─── Records shown ───

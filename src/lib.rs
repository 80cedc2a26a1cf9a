//! # suggest_engine
//!
//! The Suggest Engine of a heads-up No-Limit Hold'em teaching service:
//! given a snapshot of a hand at the moment one player must act, it returns
//! a legal action recommendation, an ordered rationale, a policy
//! identifier, a confidence score, and optional teaching metadata.
//!
//! ## Quick start
//!
//! ```rust
//! use suggest_engine::{build_suggestion, ActionEvent, GameState, LegalAction, PlayerView, Street};
//!
//! let gs = GameState {
//!     hand_id: "hand-1".into(),
//!     street: Street::Preflop,
//!     bb: 2,
//!     pot: 3,
//!     board: vec![],
//!     button: 0,
//!     players: [
//!         PlayerView { hole: vec!["Ah".into(), "Kh".into()], stack: 200, invested_street: 1 },
//!         PlayerView { hole: vec!["7c".into(), "2d".into()], stack: 200, invested_street: 2 },
//!     ],
//!     to_act: 0,
//!     last_bet: 2,
//!     events: Vec::<ActionEvent>::new(),
//! };
//! let acts = vec![LegalAction::check(), LegalAction::bet(1, 200)];
//! let suggestion = build_suggestion(&gs, 0, acts, None).expect("legal decision");
//! println!("{} -> {:?}", suggestion.policy, suggestion.suggested);
//! ```

pub mod suggest_engine;

pub use suggest_engine::{
    build_suggestion, ActionEvent, ActionKind, BoardTexture, ConfigRoot, FacingSizeTag,
    FlopHandClass, GameState, LegalAction, Modes, PlayerView, PolicyConfig, PolicyVersion,
    PotType, PreflopHandClass, RationaleCode, RationaleItem, Role, SizeBucket, SizeTag,
    SprBucket, Strategy, Street, SuggestError, Suggestion, TableMode,
};

#[cfg(test)]
mod tests;
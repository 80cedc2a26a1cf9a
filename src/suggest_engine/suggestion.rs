//! Response-shape types. `meta`/`debug` are represented as JSON maps rather than rigid
//! structs: each policy populates a different subset of keys, and the
//! service's "drop keys whose value is null" rule is easiest to express by
//! simply never inserting the absent ones.

use serde::Serialize;
use serde_json::{Map, Value};

use super::codes::RationaleItem;

/// `{action, amount?}` — the policy's recommendation before/after sizing
/// and clamping.
#[derive(Debug, Clone, Serialize, PartialEq)]
pub struct SuggestedAction {
    pub action: String,
    #[serde(skip_serializing_if = "Option::is_none")]
    pub amount: Option<i64>,
}

pub type Meta = Map<String, Value>;

/// `build_suggestion`'s return value.
#[derive(Debug, Clone, Serialize)]
pub struct Suggestion {
    pub hand_id: String,
    pub actor: usize,
    pub suggested: SuggestedAction,
    pub rationale: Vec<RationaleItem>,
    pub policy: String,
    pub confidence: f64,
    #[serde(skip_serializing_if = "Option::is_none")]
    pub meta: Option<Meta>,
    #[serde(skip_serializing_if = "Option::is_none")]
    pub debug: Option<Value>,
}

/// Insert `key: value` into `meta` only when `value` isn't an explicit
/// `Value::Null` — keeps the "drop null keys" rule in one place.
pub fn meta_insert(meta: &mut Meta, key: &str, value: Value) {
    if !value.is_null() {
        meta.insert(key.to_string(), value);
    }
}
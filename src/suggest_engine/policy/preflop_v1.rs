//! Preflop v1: table-driven SB RFI, BB defend vs SB
//! open, and an optional SB 4-bet vs BB 3-bet path. Priority within each
//! branch is 3bet > call > fold.
//!
//! **Open question resolution**: the 4-bet branch additionally requires
//! `pot_type == Threebet` before it engages. Without this, "SB facing a
//! to_call>0 with no `bet` action offered" is indistinguishable from plain
//! RFI (preflop after blinds only ever offers `raise`, never `bet`), which
//! would misroute first-in opens into the 4-bet path whenever
//! `enable_4bet` is set.

use super::super::codes::{rationale, rationale_data, RationaleCode};
use super::super::config::{Modes, OpenTable, VsTable};
use super::super::models::{ActionKind, PotType};
use super::super::observation::Observation;
use super::super::suggestion::{meta_insert, Meta};
use super::super::texture::bucket_facing_size;
use super::PolicyOutcome;

const NAME: &str = "preflop_v1";

fn eff_stack_bb(obs: &Observation) -> f64 {
    obs.spr_bucket.approx_eff_stack_bb()
}

fn pick_betlike(obs: &Observation) -> Option<ActionKind> {
    if obs.has_action(ActionKind::Bet) {
        Some(ActionKind::Bet)
    } else if obs.has_action(ActionKind::Raise) {
        Some(ActionKind::Raise)
    } else {
        None
    }
}

fn lifted_to_min(target: i64, min: Option<i64>) -> (i64, bool) {
    match min {
        Some(min) if target < min => (min, true),
        _ => (target, false),
    }
}

/// Prefer cheap limp (`to_call ≤ bb`) then check then fold, tagged
/// `CFG_FALLBACK_USED` — the config-missing fallback for a bad `open` table.
fn cfg_fallback_open(obs: &Observation) -> PolicyOutcome {
    if obs.has_action(ActionKind::Call) && obs.to_call <= obs.bb {
        return PolicyOutcome::new(ActionKind::Call, NAME).with_rationale(rationale(RationaleCode::CfgFallbackUsed));
    }
    if obs.has_action(ActionKind::Check) {
        return PolicyOutcome::new(ActionKind::Check, NAME).with_rationale(rationale(RationaleCode::CfgFallbackUsed));
    }
    PolicyOutcome::new(ActionKind::Fold, NAME).with_rationale(rationale(RationaleCode::CfgFallbackUsed))
}

/// Fold or check, tagged `CFG_FALLBACK_USED` — the config-missing fallback
/// for a bad `vs` table bucket.
fn cfg_fallback_vs(obs: &Observation) -> PolicyOutcome {
    if obs.has_action(ActionKind::Fold) {
        return PolicyOutcome::new(ActionKind::Fold, NAME).with_rationale(rationale(RationaleCode::CfgFallbackUsed));
    }
    PolicyOutcome::new(ActionKind::Check, NAME).with_rationale(rationale(RationaleCode::CfgFallbackUsed))
}

/// Generic "no specific signal" fallback: prefer call, then fold, then
/// check.
fn generic_fallback(obs: &Observation) -> PolicyOutcome {
    if obs.has_action(ActionKind::Call) {
        return PolicyOutcome::new(ActionKind::Call, NAME).with_rationale(rationale(RationaleCode::SafeCheck));
    }
    if obs.has_action(ActionKind::Fold) {
        return PolicyOutcome::new(ActionKind::Fold, NAME).with_rationale(rationale(RationaleCode::SafeCheck));
    }
    PolicyOutcome::new(ActionKind::Check, NAME).with_rationale(rationale(RationaleCode::SafeCheck))
}

/// Branch 1: SB facing BB's 3-bet, optional 4-bet attack.
fn four_bet_path(obs: &Observation, modes: &Modes, vs: &VsTable) -> PolicyOutcome {
    if vs.version == 0 {
        return cfg_fallback_vs(obs);
    }

    let i_opp = (obs.pot_now + obs.to_call) as f64 / 2.0;
    let threebet_to_bb = i_opp / obs.bb as f64;
    let bucket = bucket_facing_size(threebet_to_bb, modes.threebet_bucket_small_le, modes.threebet_bucket_mid_le);

    let node = match vs.sb_vs_bb_3bet.get(bucket.as_str()) {
        Some(n) => n,
        None => return cfg_fallback_vs(obs),
    };

    if node.reraise.contains(&obs.combo) && obs.has_action(ActionKind::Raise) {
        let raise = obs.find_action(ActionKind::Raise).unwrap();
        let cap_bb = (eff_stack_bb(obs) * modes.cap_ratio_4b).floor();
        let target_bb = (threebet_to_bb * modes.fourbet_ip_mult).round();
        let fourbet_to_bb = cap_bb.min(target_bb);
        let target_amount = (fourbet_to_bb * obs.bb as f64).round() as i64;
        let (amount, lifted) = lifted_to_min(target_amount, raise.min);
        let amount = amount.min(raise.max.unwrap_or(amount));

        let mut meta: Meta = Meta::new();
        meta_insert(&mut meta, "fourbet_to_bb", serde_json::json!(fourbet_to_bb));
        meta_insert(&mut meta, "cap_bb", serde_json::json!(cap_bb));
        meta_insert(&mut meta, "bucket", serde_json::json!(bucket.as_str()));
        meta_insert(&mut meta, "combo", serde_json::json!(obs.combo));

        let mut out = PolicyOutcome::new(ActionKind::Raise, NAME).with_amount(amount);
        out.meta = meta;
        if lifted {
            out = out.with_rationale(rationale(RationaleCode::PfAttack4betMinRaiseAdjusted));
        }
        return out.with_rationale(rationale(RationaleCode::PfAttack4bet));
    }

    if node.call.contains(&obs.combo) && obs.has_action(ActionKind::Call) {
        let mut out = PolicyOutcome::new(ActionKind::Call, NAME).with_rationale(rationale(RationaleCode::PfDefendPriceOk));
        meta_insert(&mut out.meta, "bucket", serde_json::json!(bucket.as_str()));
        meta_insert(&mut out.meta, "combo", serde_json::json!(obs.combo));
        return out;
    }

    generic_fallback(obs)
}

/// Branch 2: SB first-in, raise-or-fold-or-limp from the `open` table.
fn rfi(obs: &Observation, modes: &Modes, open: &OpenTable) -> PolicyOutcome {
    if open.version == 0 || open.sb.is_empty() {
        return cfg_fallback_open(obs);
    }

    if open.sb.contains(&obs.combo) {
        if let Some(kind) = pick_betlike(obs) {
            let action = obs.find_action(kind).unwrap();
            let target = (modes.open_bb * obs.bb as f64).round() as i64;
            let min = action.min.unwrap_or(target);
            let max = action.max.unwrap_or(target);
            let amount = target.clamp(min, max);
            let mut out = PolicyOutcome::new(kind, NAME).with_amount(amount);
            meta_insert(&mut out.meta, "open_bb", serde_json::json!(modes.open_bb));
            meta_insert(&mut out.meta, "combo", serde_json::json!(obs.combo));
            return out.with_rationale(rationale(RationaleCode::PfOpenRangeHit));
        }
        // In range but nothing to raise with: note it, then fall through to
        // the cheap-limp/check/fold ladder below.
        let mut notes = vec![rationale(RationaleCode::PfNoLegalRaise)];
        if obs.has_action(ActionKind::Call) && obs.to_call <= obs.bb {
            let mut out = PolicyOutcome::new(ActionKind::Call, NAME).with_rationale(rationale(RationaleCode::PfLimpCompleteBlind));
            out.rationale.splice(0..0, notes.drain(..));
            return out;
        }
        if obs.has_action(ActionKind::Check) {
            let mut out = PolicyOutcome::new(ActionKind::Check, NAME);
            out.rationale.append(&mut notes);
            return out;
        }
        let mut out = PolicyOutcome::new(ActionKind::Fold, NAME);
        out.rationale.append(&mut notes);
        return out;
    }

    if obs.has_action(ActionKind::Call) && obs.to_call <= obs.bb {
        return PolicyOutcome::new(ActionKind::Call, NAME).with_rationale(rationale(RationaleCode::PfLimpCompleteBlind));
    }
    if obs.has_action(ActionKind::Check) {
        return PolicyOutcome::new(ActionKind::Check, NAME).with_rationale(rationale(RationaleCode::SafeCheck));
    }
    PolicyOutcome::new(ActionKind::Fold, NAME).with_rationale(rationale(RationaleCode::PfFold))
}

/// Branch 3: BB facing SB's open — 3bet > call > fold.
fn bb_defend(obs: &Observation, modes: &Modes, vs: &VsTable) -> PolicyOutcome {
    let to_call_bb = obs.to_call as f64 / obs.bb as f64;
    let bucket = bucket_facing_size(to_call_bb, modes.threebet_bucket_small_le, modes.threebet_bucket_mid_le);

    if vs.version == 0 {
        return cfg_fallback_vs(obs);
    }
    let node = match vs.bb_vs_sb.get(bucket.as_str()) {
        Some(n) => n,
        None => return cfg_fallback_vs(obs),
    };

    if node.reraise.contains(&obs.combo) && obs.has_action(ActionKind::Raise) {
        let raise = obs.find_action(ActionKind::Raise).unwrap();
        let open_to_bb = to_call_bb + 1.0;
        let mult = if obs.ip { modes.reraise_ip_mult } else { modes.reraise_oop_mult };
        let offset = if obs.ip { 0.0 } else { modes.reraise_oop_offset };
        let target_to_bb = (open_to_bb * mult + offset).round();
        let cap_bb = (eff_stack_bb(obs) * modes.cap_ratio).floor();
        let reraise_to_bb = cap_bb.min(target_to_bb);
        let target_amount = (reraise_to_bb * obs.bb as f64).round() as i64;
        let (amount, lifted) = lifted_to_min(target_amount, raise.min);
        let amount = amount.min(raise.max.unwrap_or(amount));

        let mut out = PolicyOutcome::new(ActionKind::Raise, NAME).with_amount(amount);
        meta_insert(&mut out.meta, "reraise_to_bb", serde_json::json!(reraise_to_bb));
        meta_insert(&mut out.meta, "cap_bb", serde_json::json!(cap_bb));
        meta_insert(&mut out.meta, "bucket", serde_json::json!(bucket.as_str()));
        meta_insert(&mut out.meta, "combo", serde_json::json!(obs.combo));
        if lifted {
            out = out.with_rationale(rationale(RationaleCode::PfDefend3betMinRaiseAdjusted));
        }
        return out.with_rationale(rationale(RationaleCode::PfDefend3bet));
    }

    let pot_odds = if obs.to_call > 0 {
        obs.to_call as f64 / (obs.pot_now + obs.to_call) as f64
    } else {
        1.0
    };

    if node.call.contains(&obs.combo) && obs.has_action(ActionKind::Call) {
        let threshold = if obs.ip { modes.defend_threshold_ip } else { modes.defend_threshold_oop };
        let mut meta = Meta::new();
        meta_insert(&mut meta, "pot_odds", serde_json::json!(round4(pot_odds)));
        meta_insert(&mut meta, "bucket", serde_json::json!(bucket.as_str()));
        meta_insert(&mut meta, "combo", serde_json::json!(obs.combo));
        if pot_odds <= threshold {
            let mut out = PolicyOutcome::new(ActionKind::Call, NAME).with_rationale(rationale(RationaleCode::PfDefendPriceOk));
            out.meta = meta;
            return out;
        }
        if obs.has_action(ActionKind::Fold) {
            let mut out = PolicyOutcome::new(ActionKind::Fold, NAME).with_rationale(rationale_data(
                RationaleCode::PfDefendPriceBad,
                serde_json::json!({"pot_odds": round4(pot_odds), "threshold": threshold}),
            ));
            out.meta = meta;
            return out;
        }
        let mut out = PolicyOutcome::new(ActionKind::Check, NAME).with_rationale(rationale(RationaleCode::PfDefendPriceBad));
        out.meta = meta;
        return out;
    }

    // Out of range entirely.
    let mut meta = Meta::new();
    meta_insert(&mut meta, "bucket", serde_json::json!(bucket.as_str()));
    meta_insert(&mut meta, "combo", serde_json::json!(obs.combo));
    let data = serde_json::json!({"reason": "out_of_range"});
    if obs.has_action(ActionKind::Fold) {
        let mut out = PolicyOutcome::new(ActionKind::Fold, NAME).with_rationale(rationale_data(RationaleCode::PfDefendPriceBad, data));
        out.meta = meta;
        return out;
    }
    let mut out = PolicyOutcome::new(ActionKind::Check, NAME).with_rationale(rationale_data(RationaleCode::PfDefendPriceBad, data));
    out.meta = meta;
    out
}

fn round4(x: f64) -> f64 {
    (x * 10000.0).round() / 10000.0
}

/// `(Observation, Modes, OpenTable, VsTable, enable_4bet) → PolicyOutcome`,
/// policy name `preflop_v1`.
pub fn run(obs: &Observation, modes: &Modes, open: &OpenTable, vs: &VsTable, enable_4bet: bool) -> PolicyOutcome {
    let hero_is_sb = obs.actor == obs.button;

    if enable_4bet
        && hero_is_sb
        && obs.to_call > 0
        && !obs.has_action(ActionKind::Bet)
        && obs.pot_type == PotType::Threebet
    {
        return four_bet_path(obs, modes, vs);
    }

    if hero_is_sb && (obs.to_call == 0 || pick_betlike(obs).is_some()) {
        return rfi(obs, modes, open);
    }

    bb_defend(obs, modes, vs)
}
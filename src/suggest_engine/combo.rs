//! 169-grid starting-hand combo labels.
//!
//! A combo is one of the 169 distinct strategic equivalence classes for a
//! two-card starting hand: 13 pocket pairs ("AA".."22"), 78 suited
//! combinations ("AKs".."32s"), and 78 offsuit combinations ("AKo".."32o").
//! Preflop tables (`configs/preflop/*.json`) are keyed by these labels.

use super::cards::Card;

/// Map a two-card hole to its 169-grid label. Returns `""` if the cards
/// can't be parsed.
pub fn combo_from_hole(hole: &[String]) -> String {
    if hole.len() != 2 {
        return String::new();
    }
    let (a, b) = match (Card::parse(&hole[0]), Card::parse(&hole[1])) {
        (Some(a), Some(b)) => (a, b),
        _ => return String::new(),
    };
    combo_label(a, b)
}

/// Same as [`combo_from_hole`] but takes already-parsed cards.
pub fn combo_label(a: Card, b: Card) -> String {
    let (hi, lo) = if a.rank >= b.rank { (a, b) } else { (b, a) };
    if hi.rank == lo.rank {
        return format!("{}{}", hi.rank, hi.rank);
    }
    let suited = hi.suit == lo.suit;
    format!("{}{}{}", hi.rank, lo.rank, if suited { "s" } else { "o" })
}

/// All 169 combo labels, high-to-low, pairs first. Used to build default
/// range tables and to drive property tests over the full grid.
pub fn all_combos() -> Vec<String> {
    const RANKS: [u8; 13] = [14, 13, 12, 11, 10, 9, 8, 7, 6, 5, 4, 3, 2];
    let mut out = Vec::with_capacity(169);
    for &r in RANKS.iter() {
        out.push(format!("{r}{r}", r = rank_sym(r)));
    }
    for i in 0..RANKS.len() {
        for j in (i + 1)..RANKS.len() {
            let hi = rank_sym(RANKS[i]);
            let lo = rank_sym(RANKS[j]);
            out.push(format!("{hi}{lo}s"));
            out.push(format!("{hi}{lo}o"));
        }
    }
    out
}

fn rank_sym(v: u8) -> &'static str {
    match v {
        2 => "2", 3 => "3", 4 => "4", 5 => "5", 6 => "6",
        7 => "7", 8 => "8", 9 => "9", 10 => "T",
        11 => "J", 12 => "Q", 13 => "K", 14 => "A",
        _ => "?",
    }
}

#[cfg(test)]
mod tests {
    use super::*;

    #[test]
    fn suited_and_offsuit_and_pairs() {
        assert_eq!(combo_from_hole(&["Ah".into(), "Kh".into()]), "AKs");
        assert_eq!(combo_from_hole(&["Ah".into(), "Kd".into()]), "AKo");
        assert_eq!(combo_from_hole(&["Ah".into(), "Ad".into()]), "AA");
    }

    #[test]
    fn order_independent() {
        assert_eq!(
            combo_from_hole(&["Kd".into(), "Ah".into()]),
            combo_from_hole(&["Ah".into(), "Kd".into()])
        );
    }

    #[test]
    fn unknown_on_bad_input() {
        assert_eq!(combo_from_hole(&["Zz".into(), "Ah".into()]), "");
        assert_eq!(combo_from_hole(&["Ah".into()]), "");
    }

    #[test]
    fn grid_has_169_unique_labels() {
        let combos = all_combos();
        assert_eq!(combos.len(), 169);
        let unique: std::collections::HashSet<_> = combos.iter().collect();
        assert_eq!(unique.len(), 169);
    }
}
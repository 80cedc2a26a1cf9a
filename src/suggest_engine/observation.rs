//! Observation Builder.
//!
//! Turns a raw game-state snapshot plus an actor index into the frozen
//! [`Observation`] every policy consumes. Pure and total: it never panics or
//! returns an error, falling back to conservative values (`W_ANALYSIS`,
//! `hand_class="unknown"`) on anything it can't classify.

use std::collections::BTreeSet;

use super::cards::parse_cards;
use super::codes::{rationale, RationaleCode, RationaleItem};
use super::combo::combo_from_hole;
use super::handeval::{classify_flop_hand, classify_hand, preflop_tags};
use super::models::{
    ActionKind, BoardTexture, FacingSizeTag, FlopHandClass, LegalAction, PotType, Role,
    SprBucket, Street, TableMode,
};
use super::texture::{
    classify_flop, derive_facing_size_tag, is_ip, nut_advantage, range_advantage, spr_bucket,
};

/// One player's view of the table, as the hand engine exposes it.
#[derive(Debug, Clone)]
pub struct PlayerView {
    pub hole: Vec<String>,
    pub stack: i64,
    pub invested_street: i64,
}

/// A single preflop/postflop action from the hand history, used to infer
/// `pfr_seat` and the preflop raise count.
#[derive(Debug, Clone, Copy)]
pub struct ActionEvent {
    pub street: Street,
    pub actor: usize,
    pub action: ActionKind,
}

/// The raw game-state snapshot the hand engine hands to the suggest service.
#[derive(Debug, Clone)]
pub struct GameState {
    pub hand_id: String,
    pub street: Street,
    pub bb: i64,
    pub pot: i64,
    pub board: Vec<String>,
    pub button: usize,
    pub players: [PlayerView; 2],
    pub to_act: usize,
    pub last_bet: i64,
    pub events: Vec<ActionEvent>,
}

/// Frozen input to every policy. Built once per
/// decision and passed by reference.
#[derive(Debug, Clone)]
pub struct Observation {
    pub hand_id: String,
    pub actor: usize,
    pub street: Street,
    pub bb: i64,
    pub pot: i64,
    pub pot_now: i64,
    pub to_call: i64,
    pub table_mode: TableMode,
    pub ip: bool,
    pub button: usize,
    pub acts: Vec<LegalAction>,
    pub tags: Vec<String>,
    pub hand_class: String,
    pub combo: String,
    pub board_texture: BoardTexture,
    pub spr_bucket: SprBucket,
    pub pot_type: PotType,
    pub role: Role,
    pub range_adv: bool,
    pub nut_adv: bool,
    pub facing_size_tag: FacingSizeTag,
}

impl Observation {
    /// The bet/raise/allin action carrying the `to_call` figure, if facing
    /// one; `0` when `acts` offers no `call`.
    pub fn to_call_from_acts(acts: &[LegalAction]) -> i64 {
        acts.iter()
            .find(|a| a.action == ActionKind::Call)
            .and_then(|a| a.to_call)
            .unwrap_or(0)
    }

    pub fn find_action(&self, kind: ActionKind) -> Option<&LegalAction> {
        self.acts.iter().find(|a| a.action == kind)
    }

    pub fn has_action(&self, kind: ActionKind) -> bool {
        self.find_action(kind).is_some()
    }
}

/// Most recent preflop aggressor's seat, inferred from `events`. `None` if nobody has opened (checked-through/limped so
/// far, or we're still preflop with no action yet).
fn infer_pfr_seat(events: &[ActionEvent]) -> Option<usize> {
    events
        .iter()
        .filter(|e| e.street == Street::Preflop && e.action.is_sized())
        .last()
        .map(|e| e.actor)
}

/// Number of preflop raises (bet/raise/allin actions on the preflop street)
/// seen so far, used to infer `pot_type`.
fn preflop_raise_count(events: &[ActionEvent]) -> usize {
    events.iter().filter(|e| e.street == Street::Preflop && e.action.is_sized()).count()
}

fn infer_pot_type(events: &[ActionEvent]) -> PotType {
    match preflop_raise_count(events) {
        0 => PotType::Limped,
        1 => PotType::SingleRaised,
        _ => PotType::Threebet,
    }
}

/// Build the frozen [`Observation`] for `actor` from a raw [`GameState`] and
/// its pre-computed legal-action set. `acts` is passed in
/// rather than recomputed here since the service already called the hand
/// engine for it.
pub fn build_observation(gs: &GameState, actor: usize, acts: Vec<LegalAction>) -> (Observation, Vec<RationaleItem>) {
    let mut notes = Vec::new();

    let opponent = 1 - actor;
    let pot_now = gs.pot + gs.players[0].invested_street + gs.players[1].invested_street;
    let to_call = Observation::to_call_from_acts(&acts);

    let eff_stack = gs.players[actor].stack.min(gs.players[opponent].stack);
    let spr = if pot_now > 0 { eff_stack as f64 / pot_now as f64 } else { f64::NAN };
    let spr_bkt = spr_bucket(spr);

    let board_texture = if gs.street == Street::Flop {
        match parse_cards(&gs.board) {
            Some(cards) => classify_flop(&cards),
            None => BoardTexture::Na,
        }
    } else {
        BoardTexture::Na
    };

    let pfr_seat = infer_pfr_seat(&gs.events);
    let role = match pfr_seat {
        Some(seat) if seat == actor => Role::Pfr,
        Some(_) => Role::Caller,
        None => Role::Na,
    };

    let range_adv = range_advantage(board_texture, role);
    let nut_adv = nut_advantage(board_texture, role);
    let facing_size_tag = derive_facing_size_tag(to_call, pot_now);
    let pot_type = infer_pot_type(&gs.events);
    let ip = is_ip(actor, gs.button, gs.street);

    let hole = &gs.players[actor].hole;
    let combo = combo_from_hole(hole);

    let (tags, hand_class) = match parse_cards(hole) {
        Some(cards) if cards.len() == 2 => {
            let hand = [cards[0], cards[1]];
            if gs.street == Street::Flop {
                if let Some(board) = parse_cards(&gs.board) {
                    if board.len() >= 3 {
                        let bucket = classify_flop_hand(hand, &board);
                        (preflop_tags(hand), bucket.as_str().to_string())
                    } else {
                        notes.push(rationale(RationaleCode::WAnalysis));
                        (vec!["unknown".to_string()], "unknown".to_string())
                    }
                } else {
                    notes.push(rationale(RationaleCode::WAnalysis));
                    (vec!["unknown".to_string()], "unknown".to_string())
                }
            } else {
                let grade = classify_hand(hand);
                (preflop_tags(hand), grade.as_str().to_string())
            }
        }
        _ => {
            notes.push(rationale(RationaleCode::WAnalysis));
            (vec!["unknown".to_string()], "unknown".to_string())
        }
    };

    let obs = Observation {
        hand_id: gs.hand_id.clone(),
        actor,
        street: gs.street,
        bb: gs.bb,
        pot: gs.pot,
        pot_now,
        to_call,
        table_mode: TableMode::Hu,
        ip,
        button: gs.button,
        acts,
        tags,
        hand_class,
        combo,
        board_texture,
        spr_bucket: spr_bkt,
        pot_type,
        role,
        range_adv,
        nut_adv,
        facing_size_tag,
    };
    (obs, notes)
}

/// Every coarse preflop tag the analyser knows about, used by tests/
/// fixtures that need a deduplicated scan over `Observation::tags`.
#[allow(dead_code)]
pub fn known_tags() -> BTreeSet<&'static str> {
    ["pair", "Ax_suited", "suited_broadway", "broadway_offsuit", "other", "unknown"]
        .into_iter()
        .collect()
}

───

> [Exercise instructions]: Search the records above for "recommendation". Copy each line where it is found.

> [Solved problem]:
//! a legal action recommendation, an ordered rationale, a policy
/// `{action, amount?}` — the policy's recommendation before/after sizing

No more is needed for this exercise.